◆ Your goal
When a line in the entries below contains the word "Completed", copy that line.

(Stored items)
= = = = =

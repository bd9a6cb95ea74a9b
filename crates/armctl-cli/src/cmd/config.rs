use crate::output::print_json;
use anyhow::Context;
use armctl_core::config::{ArmConfig, WarnLevel};
use clap::Subcommand;
use std::path::Path;

// ---------------------------------------------------------------------------
// Subcommand types
// ---------------------------------------------------------------------------

#[derive(Subcommand)]
pub enum ConfigSubcommand {
    /// Print the effective configuration (defaults filled in)
    Show,

    /// Validate the config for common mistakes
    Validate,
}

// ---------------------------------------------------------------------------
// Entry point
// ---------------------------------------------------------------------------

pub fn run(root: &Path, subcmd: ConfigSubcommand, json: bool) -> anyhow::Result<()> {
    match subcmd {
        ConfigSubcommand::Show => show(root, json),
        ConfigSubcommand::Validate => validate(root, json),
    }
}

fn show(root: &Path, json: bool) -> anyhow::Result<()> {
    let config = super::load_config(root)?;
    if json {
        print_json(&config)?;
    } else {
        if !ArmConfig::path(root).exists() {
            println!("# {} not found; showing defaults", ArmConfig::path(root).display());
        }
        print!("{}", config.to_yaml().context("failed to encode config")?);
    }
    Ok(())
}

// ---------------------------------------------------------------------------
// validate
// ---------------------------------------------------------------------------

fn validate(root: &Path, json: bool) -> anyhow::Result<()> {
    let config = super::load_config(root)?;
    let warnings = config.validate();

    if json {
        let value = serde_json::json!({
            "warnings": warnings,
        });
        print_json(&value)?;
    } else if warnings.is_empty() {
        println!("Config is valid. No warnings.");
    } else {
        for w in &warnings {
            let prefix = match w.level {
                WarnLevel::Warning => "warning",
                WarnLevel::Error => "error",
            };
            println!("[{prefix}] {}", w.message);
        }
    }

    if warnings.iter().any(|w| w.level == WarnLevel::Error) {
        anyhow::bail!("config validation found errors");
    }

    Ok(())
}
//! Ordered execution of pose instructions.
//!
//! A run moves through `Idle → Loading → Running → Completed`. Load and
//! preflight failures end in `Failed` before any actuator is touched; a fault
//! while running ends in `Failed` with the arm left where it was last
//! commanded. Cancellation is observed only between steps and ends in
//! `Interrupted`.
//!
//! Each instruction:
//! 1. reads the current angle of every joint it names and resolves the target
//!    through the calibration model;
//! 2. walks `divisions - 1` intermediate steps, sleeping
//!    `seconds / divisions * step_sleep_ratio` after each;
//! 3. commands every joint exactly onto its target;
//! 4. waits the fixed settle delay.

use crate::calibration::CalibrationModel;
use crate::delay::{CancelToken, Delay};
use crate::error::{ArmError, CalibrationError, Cancelled, JointError, Result};
use crate::instruction::{Instruction, InstructionSource};
use crate::joint::JointId;
use crate::registry::JointRegistry;
use chrono::{DateTime, Utc};
use serde::{Deserialize, Serialize};
use std::collections::BTreeMap;
use std::fmt;
use std::time::Duration;

// ---------------------------------------------------------------------------
// TimingConfig
// ---------------------------------------------------------------------------

#[derive(Debug, Clone, PartialEq, Serialize, Deserialize)]
pub struct TimingConfig {
    /// Pause after every instruction, independent of its duration.
    #[serde(default = "default_settle_seconds")]
    pub settle_seconds: f64,
    /// Number of slices a transition is split into. 1 jumps straight to the target.
    #[serde(default = "default_divisions")]
    pub divisions: u32,
    /// Fraction of each slice's nominal time actually slept.
    #[serde(default = "default_step_sleep_ratio")]
    pub step_sleep_ratio: f64,
}

fn default_settle_seconds() -> f64 {
    2.0
}

fn default_divisions() -> u32 {
    1
}

fn default_step_sleep_ratio() -> f64 {
    0.5
}

impl Default for TimingConfig {
    fn default() -> Self {
        Self {
            settle_seconds: default_settle_seconds(),
            divisions: default_divisions(),
            step_sleep_ratio: default_step_sleep_ratio(),
        }
    }
}

/// Longest settle delay accepted, in seconds.
pub const MAX_SETTLE_SECONDS: f64 = 3600.0;

impl TimingConfig {
    /// Problems that would make the timing unusable, one message each.
    pub fn problems(&self) -> Vec<String> {
        let mut problems = Vec::new();
        if self.divisions == 0 {
            problems.push("timing.divisions must be at least 1".to_string());
        }
        if !(0.0..=MAX_SETTLE_SECONDS).contains(&self.settle_seconds) {
            problems.push(format!(
                "timing.settle_seconds must be between 0 and {MAX_SETTLE_SECONDS}, got {}",
                self.settle_seconds
            ));
        }
        if !(0.0..=1.0).contains(&self.step_sleep_ratio) {
            problems.push(format!(
                "timing.step_sleep_ratio must be between 0 and 1, got {}",
                self.step_sleep_ratio
            ));
        }
        problems
    }

    pub fn check(&self) -> Result<()> {
        match self.problems().first() {
            Some(problem) => Err(ArmError::InvalidConfig(problem.clone())),
            None => Ok(()),
        }
    }

    pub fn settle(&self) -> Result<Duration> {
        secs("settle delay", self.settle_seconds)
    }

    /// Sleep between two intermediate steps of an instruction lasting `seconds`.
    pub fn step_sleep(&self, seconds: f64) -> Result<Duration> {
        let slice = seconds / f64::from(self.divisions.max(1)) * self.step_sleep_ratio;
        secs("step sleep", slice)
    }
}

fn secs(what: &str, value: f64) -> Result<Duration> {
    Duration::try_from_secs_f64(value)
        .map_err(|e| ArmError::InvalidConfig(format!("{what} of {value} seconds: {e}")))
}

// ---------------------------------------------------------------------------
// State and report
// ---------------------------------------------------------------------------

#[derive(Debug, Clone, Copy, PartialEq, Eq, Serialize, Deserialize)]
#[serde(rename_all = "snake_case")]
pub enum SequencerState {
    Idle,
    Loading,
    Running,
    Completed,
    Interrupted,
    Failed,
}

impl fmt::Display for SequencerState {
    fn fmt(&self, f: &mut fmt::Formatter<'_>) -> fmt::Result {
        let s = match self {
            SequencerState::Idle => "idle",
            SequencerState::Loading => "loading",
            SequencerState::Running => "running",
            SequencerState::Completed => "completed",
            SequencerState::Interrupted => "interrupted",
            SequencerState::Failed => "failed",
        };
        f.write_str(s)
    }
}

#[derive(Debug, Clone, Copy, PartialEq, Eq, Serialize, Deserialize)]
#[serde(rename_all = "snake_case")]
pub enum RunOutcome {
    Completed,
    Interrupted,
}

/// Summary of a run that was not stopped by a fault.
#[derive(Debug, Clone, Serialize)]
pub struct RunReport {
    pub outcome: RunOutcome,
    pub instructions_total: usize,
    /// Instructions whose final commands were all issued.
    pub instructions_executed: usize,
    pub commands_issued: usize,
    /// Instruction in progress when the run was interrupted.
    pub interrupted_during: Option<String>,
    /// The stop came during the settle delay of `interrupted_during`, whose
    /// commands were all issued and which counts as executed.
    pub interrupted_while_settling: bool,
    pub started_at: DateTime<Utc>,
    pub finished_at: DateTime<Utc>,
    pub final_angles: BTreeMap<JointId, f64>,
}

// ---------------------------------------------------------------------------
// Planning
// ---------------------------------------------------------------------------

#[derive(Debug, Clone, PartialEq, Serialize)]
pub struct PlannedTarget {
    pub actual: f64,
    pub native: f64,
}

/// An instruction with every joint target resolved to native angles.
#[derive(Debug, Clone, PartialEq, Serialize)]
pub struct PlannedStep {
    pub name: String,
    pub seconds: f64,
    pub targets: BTreeMap<JointId, PlannedTarget>,
}

/// Resolves every instruction through `calibration` without touching any actuator.
pub fn plan(
    calibration: &CalibrationModel,
    instructions: &[Instruction],
) -> Result<Vec<PlannedStep>> {
    instructions
        .iter()
        .map(|instruction| {
            let targets = instruction
                .configuration
                .iter()
                .map(|(joint, actual)| {
                    let native = calibration.to_native(*joint, *actual)?;
                    Ok((*joint, PlannedTarget { actual: *actual, native }))
                })
                .collect::<std::result::Result<BTreeMap<_, _>, CalibrationError>>()
                .map_err(|e| ArmError::from(e).in_instruction(&instruction.name))?;
            Ok(PlannedStep {
                name: instruction.name.clone(),
                seconds: instruction.seconds,
                targets,
            })
        })
        .collect()
}

// ---------------------------------------------------------------------------
// Sequencer
// ---------------------------------------------------------------------------

/// Why an instruction stopped early.
enum Halt {
    Cancelled { settling: bool },
    Fault(ArmError),
}

impl From<Cancelled> for Halt {
    fn from(_: Cancelled) -> Self {
        Halt::Cancelled { settling: false }
    }
}

impl From<ArmError> for Halt {
    fn from(e: ArmError) -> Self {
        Halt::Fault(e)
    }
}

impl From<JointError> for Halt {
    fn from(e: JointError) -> Self {
        Halt::Fault(e.into())
    }
}

impl From<CalibrationError> for Halt {
    fn from(e: CalibrationError) -> Self {
        Halt::Fault(e.into())
    }
}

struct JointMove {
    joint: JointId,
    start: f64,
    target: f64,
    increment: f64,
}

pub struct Sequencer<'a, D: Delay> {
    calibration: &'a CalibrationModel,
    registry: &'a mut JointRegistry,
    delay: D,
    cancel: CancelToken,
    timing: TimingConfig,
    state: SequencerState,
    executed: usize,
    commands_issued: usize,
}

impl<'a, D: Delay> Sequencer<'a, D> {
    pub fn new(
        calibration: &'a CalibrationModel,
        registry: &'a mut JointRegistry,
        delay: D,
    ) -> Self {
        Self {
            calibration,
            registry,
            delay,
            cancel: CancelToken::new(),
            timing: TimingConfig::default(),
            state: SequencerState::Idle,
            executed: 0,
            commands_issued: 0,
        }
    }

    pub fn with_timing(mut self, timing: TimingConfig) -> Self {
        self.timing = timing;
        self
    }

    pub fn with_cancel_token(mut self, cancel: CancelToken) -> Self {
        self.cancel = cancel;
        self
    }

    pub fn state(&self) -> SequencerState {
        self.state
    }

    pub fn cancel_token(&self) -> &CancelToken {
        &self.cancel
    }

    /// Loads the full instruction list from `source` and executes it in order.
    pub fn run(&mut self, source: &dyn InstructionSource) -> Result<RunReport> {
        let started_at = Utc::now();
        self.executed = 0;
        self.commands_issued = 0;

        self.state = SequencerState::Loading;
        tracing::info!(source = %source.describe(), "loading instructions");
        let instructions = match source.load() {
            Ok(list) => list,
            Err(e) => {
                self.state = SequencerState::Failed;
                return Err(e.into());
            }
        };
        if let Err(e) = self.preflight(&instructions) {
            self.state = SequencerState::Failed;
            return Err(e);
        }

        self.state = SequencerState::Running;
        tracing::info!(count = instructions.len(), "starting sequence");
        let mut interrupted_during = None;
        let mut interrupted_while_settling = false;
        for instruction in &instructions {
            match self.execute(instruction) {
                Ok(()) => {}
                Err(Halt::Cancelled { settling }) => {
                    tracing::warn!(
                        instruction = %instruction.name,
                        settling,
                        "sequence cancelled by operator"
                    );
                    interrupted_during = Some(instruction.name.clone());
                    interrupted_while_settling = settling;
                    break;
                }
                Err(Halt::Fault(e)) => {
                    self.state = SequencerState::Failed;
                    tracing::error!(
                        instruction = %instruction.name,
                        error = %e,
                        "instruction failed"
                    );
                    return Err(e.in_instruction(&instruction.name));
                }
            }
        }

        let outcome = if interrupted_during.is_some() {
            self.state = SequencerState::Interrupted;
            RunOutcome::Interrupted
        } else {
            self.state = SequencerState::Completed;
            tracing::info!(executed = self.executed, "sequence complete");
            RunOutcome::Completed
        };
        Ok(RunReport {
            outcome,
            instructions_total: instructions.len(),
            instructions_executed: self.executed,
            commands_issued: self.commands_issued,
            interrupted_during,
            interrupted_while_settling,
            started_at,
            finished_at: Utc::now(),
            final_angles: self.registry.snapshot(),
        })
    }

    /// Rejects the whole list before any motion if the timing is unusable or a
    /// joint lacks calibration or an actuator.
    fn preflight(&self, instructions: &[Instruction]) -> Result<()> {
        self.timing.check()?;
        self.timing.settle()?;
        plan(self.calibration, instructions)?;
        for instruction in instructions {
            self.timing
                .step_sleep(instruction.seconds)
                .map_err(|e| e.in_instruction(&instruction.name))?;
            if let Some(joint) = instruction.joints().find(|j| !self.registry.contains(*j)) {
                return Err(ArmError::from(JointError::UnknownJoint(joint))
                    .in_instruction(&instruction.name));
            }
        }
        Ok(())
    }

    fn execute(&mut self, instruction: &Instruction) -> std::result::Result<(), Halt> {
        self.cancel.check()?;
        tracing::info!(instruction = %instruction.name, "executing");

        let divisions = self.timing.divisions.max(1);
        let mut moves = Vec::with_capacity(instruction.configuration.len());
        for (&joint, &actual) in &instruction.configuration {
            let start = self.registry.get_native_angle(joint)?;
            let target = self.calibration.to_native(joint, actual)?;
            tracing::info!(
                joint = %joint,
                degrees = actual,
                seconds = instruction.seconds,
                input = target,
                "moving joint"
            );
            moves.push(JointMove {
                joint,
                start,
                target,
                increment: (target - start) / f64::from(divisions),
            });
        }

        let step_sleep = self.timing.step_sleep(instruction.seconds)?;
        for step in 1..divisions {
            self.cancel.check()?;
            for m in &moves {
                self.command(m.joint, m.start + m.increment * f64::from(step))?;
            }
            self.delay.sleep(step_sleep, &self.cancel)?;
        }

        self.cancel.check()?;
        for m in &moves {
            self.command(m.joint, m.target)?;
        }
        self.executed += 1;

        let settle = self.timing.settle()?;
        tracing::debug!(seconds = settle.as_secs_f64(), "settling");
        self.delay
            .sleep(settle, &self.cancel)
            .map_err(|_| Halt::Cancelled { settling: true })?;
        Ok(())
    }

    fn command(&mut self, joint: JointId, angle: f64) -> std::result::Result<(), JointError> {
        tracing::trace!(joint = %joint, angle, "set angle");
        self.registry.set_native_angle(joint, angle)?;
        self.commands_issued += 1;
        Ok(())
    }
}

= = = = =

◆ Your solution
//! A run moves through `Idle → Loading → Running → Completed`. Load and
    Completed,
            SequencerState::Completed => "completed",
    Completed,
            self.state = SequencerState::Completed;
            RunOutcome::Completed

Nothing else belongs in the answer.